Seventeen years ago, a couple pulled up at a motel in the desert and argued about staying there, with the wife eventually agreeing under duress since she found the place down at heel and unpleasant. Though not half as unpleasant as Weasel (Brad Dourif), the man who danced up to their car once they had gone inside their room, and tried to start it – he was quickly discovered by the husband, but then Weasel pulled a gun on him and to secure his goods and vehicle, he shot both he and his partner dead. This is what he would do to make his living, for the boss of the town was Slue (Paul L. Smith), a terrible criminal who held the locality in a vice-like grip, collecting the spoils from those unlucky enough to visit or stay. But this time Weasel hadn’t noticed something…
Sonny Boy was one of the most obscure cult movies of the nineteen-eighties, not that many actually got to see it after it was released as it escaped into a few cinemas for a few days then was effectively gone from the face of the planet, the occasional television broadcast or one-off showing at a revival aside. Nevertheless, something this determinedly odd was always going to find its following, even if it was going to take decades, and it became spoken of in disbelief as the film where David Carradine spent every single one of his scenes in drag, something that took on further significance on the unfortunate occasion of his demise when he masturbated himself to death in a self-asphyxiation stunt and had the world look at him in a different way.
Not that you could look at Sonny Boy and be able to psychoanalyse Carradine, but it was one of his strangest performances, as no mention is ever made of his character Pearl actually being a man in a dress, only when he and his husband Slue have an unexpected addition to their relationship, he did try and suckle the baby with a makeshift pair of milk-expressing plastic breasts. Pearl felt very protective of the infant, and it’s only he who saves him, though the message here might have been it was better to let him die at the hands of Slue considering the life he suffers from then on, and even after the conclusion it is implied he will never recover. The baby is named Sonny Boy (there is no mention of Al Jolson otherwise), and brought up to be a killer.

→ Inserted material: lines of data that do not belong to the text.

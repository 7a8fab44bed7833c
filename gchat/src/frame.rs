//! Frames of the streaming chat response and their wire encoding.
//!
//! ```rust
//! use gchat::ChatFrame;
//!
//! let frame = ChatFrame::Content("Hi \"there\"".to_string());
//! assert_eq!(frame.encode().expect("encodes"), "data: {\"content\":\"Hi \\\"there\\\"\"}\n\n");
//! assert_eq!(ChatFrame::Done.encode().expect("encodes"), "data: [DONE]\n\n");
//! ```

use std::pin::Pin;

use futures_core::Stream;
use futures_util::StreamExt;
use serde::Serialize;

const DONE_LINE: &str = "data: [DONE]\n\n";

#[derive(Debug, Clone, PartialEq, Eq)]
pub enum ChatFrame {
    Content(String),
    /// Terminal: nothing follows an error frame.
    Error(String),
    /// Terminal success sentinel.
    Done,
}

#[derive(Serialize)]
struct ContentPayload<'a> {
    content: &'a str,
}

#[derive(Serialize)]
struct ErrorPayload<'a> {
    error: &'a str,
}

impl ChatFrame {
    /// Renders the frame as one `data: ...` block followed by a blank line.
    pub fn encode(&self) -> Result<String, serde_json::Error> {
        let json = match self {
            Self::Content(content) => serde_json::to_string(&ContentPayload { content })?,
            Self::Error(error) => serde_json::to_string(&ErrorPayload { error })?,
            Self::Done => return Ok(DONE_LINE.to_string()),
        };

        Ok(format!("data: {json}\n\n"))
    }

    pub fn is_terminal(&self) -> bool {
        !matches!(self, Self::Content(_))
    }
}

pub type FrameStream<'a> = Pin<Box<dyn Stream<Item = ChatFrame> + Send + 'a>>;

pub type EncodedStream<'a> = Pin<Box<dyn Stream<Item = String> + Send + 'a>>;

/// Encodes each frame in order. A frame that fails to encode is logged and skipped.
pub fn encode_frames(frames: FrameStream<'_>) -> EncodedStream<'_> {
    Box::pin(frames.filter_map(|frame| {
        let encoded = match frame.encode() {
            Ok(encoded) => Some(encoded),
            Err(err) => {
                tracing::warn!(
                    phase = "chat",
                    event = "frame_encode_failed",
                    error = %err,
                    "skipping frame"
                );
                None
            }
        };
        std::future::ready(encoded)
    }))
}
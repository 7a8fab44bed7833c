//! `get_support_info`, `track_order`, `create_support_ticket`.

use std::sync::Arc;

use gprovider::{ParameterKind, ToolDefinition};
use gtooling::{ToolError, ToolRegistry, parse_json_object, required_string};

use crate::{OrderStatus, Storefront};

use super::require_non_blank;

const DATE_FORMAT: &str = "%b %d, %Y";

pub fn support_info(storefront: &Storefront, issue_type: &str) -> String {
    storefront.support.lookup(issue_type).to_string()
}

pub fn track_order(storefront: &Storefront, order_number: &str) -> Result<String, ToolError> {
    require_non_blank(order_number, "Order number cannot be empty.")?;

    let text = match storefront.ledger.order(order_number) {
        OrderStatus::Processing { ships_on } => format!(
            "Order {order_number}: Currently being processed. Estimated shipping date: {}",
            ships_on.format(DATE_FORMAT)
        ),
        OrderStatus::Shipped {
            carrier,
            tracking_number,
            estimated_delivery,
        } => format!(
            "Order {order_number}: Shipped via {carrier}. Tracking: {tracking_number}. Estimated delivery: {}",
            estimated_delivery.format(DATE_FORMAT)
        ),
        OrderStatus::OutForDelivery { carrier } => format!(
            "Order {order_number}: Out for delivery with {carrier}. Expected delivery today."
        ),
        OrderStatus::Delivered { on } => format!(
            "Order {order_number}: Delivered successfully on {}",
            on.format(DATE_FORMAT)
        ),
    };

    Ok(text)
}

pub fn create_support_ticket(
    storefront: &Storefront,
    customer_email: &str,
    issue_description: &str,
) -> Result<String, ToolError> {
    require_non_blank(customer_email, "Customer email cannot be empty.")?;
    require_non_blank(issue_description, "Issue description cannot be empty.")?;

    let ticket = storefront
        .ledger
        .ticket_number(customer_email, issue_description);

    Ok(format!(
        "Support ticket {ticket} created for {customer_email}. Issue: {issue_description}. Our support team will respond within 24 hours. You can track your ticket at gadgetsinc.com/support/track/{ticket}"
    ))
}

pub fn register_support_tools(
    registry: &mut ToolRegistry,
    storefront: Arc<Storefront>,
) -> Result<(), ToolError> {
    let shared = Arc::clone(&storefront);
    registry.register_sync_fn(
        ToolDefinition::new(
            "get_support_info",
            "Get customer support information for common issues and questions.",
        )
        .param(
            "issue_type",
            ParameterKind::String,
            "Topic: warranty, return, repair, shipping, payment, or contact",
        ),
        move |args, _ctx| {
            let args = parse_json_object(&args)?;
            Ok(support_info(&shared, &required_string(&args, "issue_type")?))
        },
    )?;

    let shared = Arc::clone(&storefront);
    registry.register_sync_fn(
        ToolDefinition::new(
            "track_order",
            "Track order status by order number. Provides current shipping and delivery information.",
        )
        .param("order_number", ParameterKind::String, "Order number, e.g. ORD123456"),
        move |args, _ctx| {
            let args = parse_json_object(&args)?;
            track_order(&shared, &required_string(&args, "order_number")?)
        },
    )?;

    registry.register_sync_fn(
        ToolDefinition::new(
            "create_support_ticket",
            "Generate a support ticket for customer issues. Returns ticket number and next steps.",
        )
        .param("customer_email", ParameterKind::String, "Customer email address")
        .param(
            "issue_description",
            ParameterKind::String,
            "Short description of the problem",
        ),
        move |args, _ctx| {
            let args = parse_json_object(&args)?;
            create_support_ticket(
                &storefront,
                &required_string(&args, "customer_email")?,
                &required_string(&args, "issue_description")?,
            )
        },
    )
}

Not that when we catch up with him in the present, a couple of detours to show him toughened up by Slue by having his tongue cut out as a sixth birthday present or dragged around behind a speeding car at age twelve, he is some hideous monster, as director Robert Martin Carroll deliberately cast the sort of actor who wouldn’t have been out of place as a pretty boy in a teen soap opera, Michael Boston (under the name Griffin). He is still made up covered in dirt and scarring, and he doesn’t speak thanks to his impromptu operation, but we are supposed to feel sorry for him in spite of his guardian setting him on the objects of his wrath, including killing and partially eating a priest in his own chapel. But Sonny Boy is definitely the victim here, as if you would not blame a gun for murdering someone, you’d blame the owner of the finger on the trigger.
Given the lack of support to the title character was all male, the film seemed to be observing that men make terrible fathers, as the only people who are nice to Sonny Boy are Pearl, who nevertheless ensures the kid stays around and doesn’t get help, and oddball Rose (Alexandra Powers), a girl of his age he bumps into a couple of times and strikes up an extremely awkward relationship with. But not before biting off Weasel’s thumb in a moment of levity, well Weasel thinks it’s both impressive and funny, though while there were horror movie elements throughout it was building to a lengthy climax straight out of Mad Max 2, leaving a real mishmash that contained a weird integrity in its sympathy for its much-abused “hero” whose trials and tribulations are what set him apart from the no good folks surrounding him. As if this wasn’t peculiar enough, screenwriter Graeme Whifler (erstwhile avant garde rock video director) claimed the whole shebang was based on a true story, albeit loosely. With something this self-contained, even self-possessed, it was difficult for most to find a way into a film like Sonny Boy, it made no concessions to normality, but naturally that sets some aficionados running in its direction, not to be disappointed. Music by Carlo Maria Cordio (Carradine singing the theme tune).